AIM OF THE EXERCISE
Return the lines below exactly as they appear, please, starting with the first and ending with the one that contains "let ts = DateTime::parse_from_rfc3339(s)".

Data entries:
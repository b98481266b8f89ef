//! Timestamps and durations. Timestamps are UTC unless a getter names a fixed offset.

use chrono::{DateTime, Datelike, Duration, FixedOffset, SecondsFormat, TimeZone, Timelike, Utc};

const NANOS_PER_SEC: i128 = 1_000_000_000;

/// `0001-01-01T00:00:00Z` and `9999-12-31T23:59:59.999999999Z` in unix seconds.
const MIN_UNIX: i64 = -62_135_596_800;
const MAX_UNIX: i64 = 253_402_300_799;

pub fn parse_timestamp(s: &str) -> Result<DateTime<Utc>, String> {
    let ts = DateTime::parse_from_rfc3339(s)
        .map_err(|e| format!("invalid timestamp {:?}: {}", s, e))?
        .with_timezone(&Utc);
    check_range(ts)
}

pub fn timestamp_from_unix(secs: i64) -> Result<DateTime<Utc>, String> {
    if !(MIN_UNIX..=MAX_UNIX).contains(&secs) {
        return Err(format!("timestamp out of range: {}", secs));
    }
    Utc.timestamp_opt(secs, 0).single().ok_or_else(|| format!("timestamp out of range: {}", secs))
}

fn check_range(ts: DateTime<Utc>) -> Result<DateTime<Utc>, String> {
    if (MIN_UNIX..=MAX_UNIX).contains(&ts.timestamp()) {
        Ok(ts)
    } else {
        Err(format!("timestamp out of range: {}", format_timestamp(&ts)))
    }
}

pub fn format_timestamp(ts: &DateTime<Utc>) -> String {
    ts.to_rfc3339_opts(SecondsFormat::AutoSi, true)
}

/// Go-style duration text: an optional sign, then one or more `<decimal><unit>` pairs
/// with units `h`, `m`, `s`, `ms`, `us`, `µs` and `ns`.
pub fn parse_duration(src: &str) -> Result<Duration, String> {
    let bad = || format!("invalid duration {:?}", src);
    let (neg, mut rest) = match src.strip_prefix('-') {
        Some(r) => (true, r),
        None => (false, src.strip_prefix('+').unwrap_or(src)),
    };
    if rest == "0" {
        return Ok(Duration::zero());
    }
    if rest.is_empty() {
        return Err(bad());
    }
    let mut total: i128 = 0;
    while !rest.is_empty() {
        let num_end = rest.find(|c: char| !(c.is_ascii_digit() || c == '.')).ok_or_else(bad)?;
        let (num, tail) = rest.split_at(num_end);
        if num.is_empty() || num == "." {
            return Err(bad());
        }
        let unit_end = tail.find(|c: char| c.is_ascii_digit() || c == '.').unwrap_or(tail.len());
        let (unit, tail) = tail.split_at(unit_end);
        let scale: i128 = match unit {
            "h" => 3600 * NANOS_PER_SEC,
            "m" => 60 * NANOS_PER_SEC,
            "s" => NANOS_PER_SEC,
            "ms" => 1_000_000,
            "us" | "µs" => 1_000,
            "ns" => 1,
            _ => return Err(bad()),
        };
        let (whole, frac) = num.split_once('.').unwrap_or((num, ""));
        let whole: i128 = if whole.is_empty() { 0 } else { whole.parse().map_err(|_| bad())? };
        let mut part = whole.checked_mul(scale).ok_or_else(bad)?;
        let mut denom: i128 = 1;
        let mut digits: i128 = 0;
        for d in frac.chars().take(18) {
            digits = digits * 10 + i128::from(d.to_digit(10).ok_or_else(bad)?);
            denom *= 10;
        }
        part += digits * scale / denom;
        total = total.checked_add(part).ok_or_else(bad)?;
        rest = tail;
    }
    let nanos = i64::try_from(if neg { -total } else { total }).map_err(|_| format!("duration out of range: {}", src))?;
    Ok(Duration::nanoseconds(nanos))
}

/// Seconds with a trimmed fraction, e.g. `3600s` or `-1.5s`.
pub fn format_duration(d: &Duration) -> String {
    let nanos = i128::from(d.num_nanoseconds().unwrap_or(i64::MAX));
    let sign = if nanos < 0 { "-" } else { "" };
    let abs = nanos.abs();
    let (secs, frac) = (abs / NANOS_PER_SEC, abs % NANOS_PER_SEC);
    if frac == 0 {
        return format!("{}{}s", sign, secs);
    }
    let frac = format!("{:09}", frac);
    format!("{}{}.{}s", sign, secs, frac.trim_end_matches('0'))
}

pub fn add(ts: &DateTime<Utc>, d: &Duration) -> Result<DateTime<Utc>, String> {
    ts.checked_add_signed(*d).ok_or_else(|| "timestamp overflow".to_string()).and_then(check_range)
}

pub fn sub(ts: &DateTime<Utc>, d: &Duration) -> Result<DateTime<Utc>, String> {
    ts.checked_sub_signed(*d).ok_or_else(|| "timestamp overflow".to_string()).and_then(check_range)
}

pub fn between(a: &DateTime<Utc>, b: &DateTime<Utc>) -> Result<Duration, String> {
    let d = a.signed_duration_since(*b);
    d.num_nanoseconds().map(|_| d).ok_or_else(|| "duration overflow".to_string())
}

/// `UTC`, `Z` or a fixed `±HH:MM` offset.
fn offset(tz: Option<&str>) -> Result<FixedOffset, String> {
    let utc = FixedOffset::east_opt(0).ok_or("invalid offset")?;
    let Some(tz) = tz else { return Ok(utc) };
    if tz.eq_ignore_ascii_case("utc") || tz == "Z" {
        return Ok(utc);
    }
    let (sign, hm) = match tz.as_bytes().first() {
        Some(b'+') => (1, &tz[1..]),
        Some(b'-') => (-1, &tz[1..]),
        _ => return Err(format!("unsupported time zone {:?}", tz)),
    };
    let (h, m) = hm.split_once(':').ok_or_else(|| format!("unsupported time zone {:?}", tz))?;
    let h: i32 = h.parse().map_err(|_| format!("unsupported time zone {:?}", tz))?;
    let m: i32 = m.parse().map_err(|_| format!("unsupported time zone {:?}", tz))?;
    FixedOffset::east_opt(sign * (h * 3600 + m * 60)).ok_or_else(|| format!("unsupported time zone {:?}", tz))
}

/// Calendar accessors. Month, day of month and day of year are zero-based, `getDate` is not.
pub fn timestamp_part(func: &str, ts: &DateTime<Utc>, tz: Option<&str>) -> Result<i64, String> {
    let local = ts.with_timezone(&offset(tz)?);
    Ok(match func {
        "getFullYear" => i64::from(local.year()),
        "getMonth" => i64::from(local.month0()),
        "getDayOfMonth" => i64::from(local.day0()),
        "getDate" => i64::from(local.day()),
        "getDayOfWeek" => i64::from(local.weekday().num_days_from_sunday()),
        "getDayOfYear" => i64::from(local.ordinal0()),
        "getHours" => i64::from(local.hour()),
        "getMinutes" => i64::from(local.minute()),
        "getSeconds" => i64::from(local.second()),
        "getMilliseconds" => i64::from(local.nanosecond() % 1_000_000_000 / 1_000_000),
        other => return Err(format!("no such overload: timestamp.{}", other)),
    })
}

/// Whole units contained in the duration.
pub fn duration_part(func: &str, d: &Duration) -> Result<i64, String> {
    Ok(match func {
        "getHours" => d.num_hours(),
        "getMinutes" => d.num_minutes(),
        "getSeconds" => d.num_seconds(),
        "getMilliseconds" => d.num_milliseconds(),
        other => return Err(format!("no such overload: duration.{}", other)),
    })
}

#[cfg(test)]
mod tests {
    use super::*;

    #[test]
    fn durations_parse_like_go() {
        assert_eq!(parse_duration("1h30m").unwrap(), Duration::minutes(90));
        assert_eq!(parse_duration("1.5s").unwrap(), Duration::milliseconds(1500));
        assert_eq!(parse_duration("-300ms").unwrap(), Duration::milliseconds(-300));
        assert_eq!(parse_duration("2us3ns").unwrap(), Duration::nanoseconds(2003));
        assert_eq!(parse_duration("0").unwrap(), Duration::zero());
        for bad in ["", "1", "1d", "h", "1..5s", "-"] {
            assert!(parse_duration(bad).is_err(), "{bad}");
        }
        assert_eq!(format_duration(&Duration::minutes(60)), "3600s");
        assert_eq!(format_duration(&Duration::milliseconds(-1500)), "-1.5s");
    }

    #[test]
    fn timestamps_and_calendar_parts() {
        let ts = parse_timestamp("2024-03-01T23:30:00.250-01:00").unwrap();
        assert_eq!(format_timestamp(&ts), "2024-03-02T00:30:00.250Z");
        assert_eq!(timestamp_part("getMonth", &ts, None).unwrap(), 2);
        assert_eq!(timestamp_part("getDate", &ts, None).unwrap(), 2);
        assert_eq!(timestamp_part("getDate", &ts, Some("-01:00")).unwrap(), 1);
        assert_eq!(timestamp_part("getMilliseconds", &ts, None).unwrap(), 250);
        assert!(timestamp_part("getHours", &ts, Some("Mars/Olympus")).is_err());
        assert!(parse_timestamp("2024-13-01T00:00:00Z").is_err());
        assert!(timestamp_from_unix(MAX_UNIX + 1).is_err());
    }
}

TASK ANSWER
repository b98481266b8f89ef
//! Timestamps and durations. Timestamps are UTC unless a getter names a fixed offset.

use chrono::{DateTime, Datelike, Duration, FixedOffset, SecondsFormat, TimeZone, Timelike, Utc};

const NANOS_PER_SEC: i128 = 1_000_000_000;

/// `0001-01-01T00:00:00Z` and `9999-12-31T23:59:59.999999999Z` in unix seconds.
const MIN_UNIX: i64 = -62_135_596_800;
const MAX_UNIX: i64 = 253_402_300_799;

pub fn parse_timestamp(s: &str) -> Result<DateTime<Utc>, String> {
    let ts = DateTime::parse_from_rfc3339(s)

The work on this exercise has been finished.